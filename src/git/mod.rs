//! Git operations module
//!
//! Thin adapter over the `git` executable:
//! - Repository discovery and command execution
//! - Change listing (staged, unstaged, untracked, porcelain status)
//! - Diff retrieval and classification
//! - Staging, committing and pushing

mod repo;
mod status;
mod diff;
mod ops;

pub use repo::Git;
pub use status::{ChangeLists, FileStatus};
pub use diff::{LineType, classify_line, diff_stats};
//! Footer rendering
//!
//! Displays keybinding hints, or a status message when one is pending.

use ratatui::{
    buffer::Buffer,
    layout::Rect,
    text::{Line, Span},
    widgets::Widget,
};

use super::Styles;

/// Key hints for the file selector
pub const SELECTOR_HINTS: &[(&str, &str)] = &[
    ("↑↓/jk", "move"),
    ("space", "toggle"),
    ("←→/hl", "scroll"),
    ("PgUp/PgDn", "page"),
    ("enter", "confirm"),
    ("q/esc", "cancel"),
];

/// Footer widget showing keybinding hints
pub struct Footer<'a> {
    pub hints: &'a [(&'a str, &'a str)],
    /// Replaces the hints when set
    pub message: Option<&'a str>,
    pub styles: &'a Styles,
}

impl Widget for Footer<'_> {
    fn render(self, area: Rect, buf: &mut Buffer) {
        if area.height == 0 {
            return;
        }

        for x in area.x..area.x + area.width {
            buf[(x, area.y)].set_char(' ').set_style(self.styles.footer);
        }

        let mut spans = vec![Span::styled(" ", self.styles.footer)];

        if let Some(message) = self.message {
            spans.push(Span::styled(message, self.styles.message));
        } else {
            for (i, (key, desc)) in self.hints.iter().enumerate() {
                if i > 0 {
                    spans.push(Span::styled(" │ ", self.styles.footer));
                }
                spans.push(Span::styled(*key, self.styles.footer_key));
                spans.push(Span::styled(format!(" {}", desc), self.styles.footer));
            }
        }

        buf.set_line(area.x, area.y, &Line::from(spans), area.width);
    }
}

/// Render the footer bar
pub fn render_footer(
    buf: &mut Buffer,
    area: Rect,
    hints: &[(&str, &str)],
    message: Option<&str>,
    styles: &Styles,
) {
    let footer = Footer {
        hints,
        message,
        styles,
    };
    footer.render(area, buf);
}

What you are asked to do:
Would you reproduce the whole listing exactly as it stands?

Result of this task:
filename src/git/mod.rs
//! Git operations module
//!
//! Thin adapter over the `git` executable:
//! - Repository discovery and command execution
//! - Change listing (staged, unstaged, untracked, porcelain status)
//! - Diff retrieval and classification
//! - Staging, committing and pushing

mod repo;
mod status;
mod diff;
mod ops;

pub use repo::Git;
pub use status::{ChangeLists, FileStatus};
pub use diff::{LineType, classify_line, diff_stats};
//! Footer rendering
//!
//! Displays keybinding hints, or a status message when one is pending.

use ratatui::{
    buffer::Buffer,
    layout::Rect,
    text::{Line, Span},
    widgets::Widget,
};

use super::Styles;

/// Key hints for the file selector
pub const SELECTOR_HINTS: &[(&str, &str)] = &[
    ("↑↓/jk", "move"),
    ("space", "toggle"),
    ("←→/hl", "scroll"),
    ("PgUp/PgDn", "page"),
    ("enter", "confirm"),
    ("q/esc", "cancel"),
];

/// Footer widget showing keybinding hints
pub struct Footer<'a> {
    pub hints: &'a [(&'a str, &'a str)],
    /// Replaces the hints when set
    pub message: Option<&'a str>,
    pub styles: &'a Styles,
}

impl Widget for Footer<'_> {
    fn render(self, area: Rect, buf: &mut Buffer) {
        if area.height == 0 {
            return;
        }

        for x in area.x..area.x + area.width {
            buf[(x, area.y)].set_char(' ').set_style(self.styles.footer);
        }

        let mut spans = vec![Span::styled(" ", self.styles.footer)];

        if let Some(message) = self.message {
            spans.push(Span::styled(message, self.styles.message));
        } else {
            for (i, (key, desc)) in self.hints.iter().enumerate() {
                if i > 0 {
                    spans.push(Span::styled(" │ ", self.styles.footer));
                }
                spans.push(Span::styled(*key, self.styles.footer_key));
                spans.push(Span::styled(format!(" {}", desc), self.styles.footer));
            }
        }

        buf.set_line(area.x, area.y, &Line::from(spans), area.width);
    }
}

/// Render the footer bar
pub fn render_footer(
    buf: &mut Buffer,
    area: Rect,
    hints: &[(&str, &str)],
    message: Option<&str>,
    styles: &Styles,
) {
    let footer = Footer {
        hints,
        message,
        styles,
    };
    footer.render(area, buf);
}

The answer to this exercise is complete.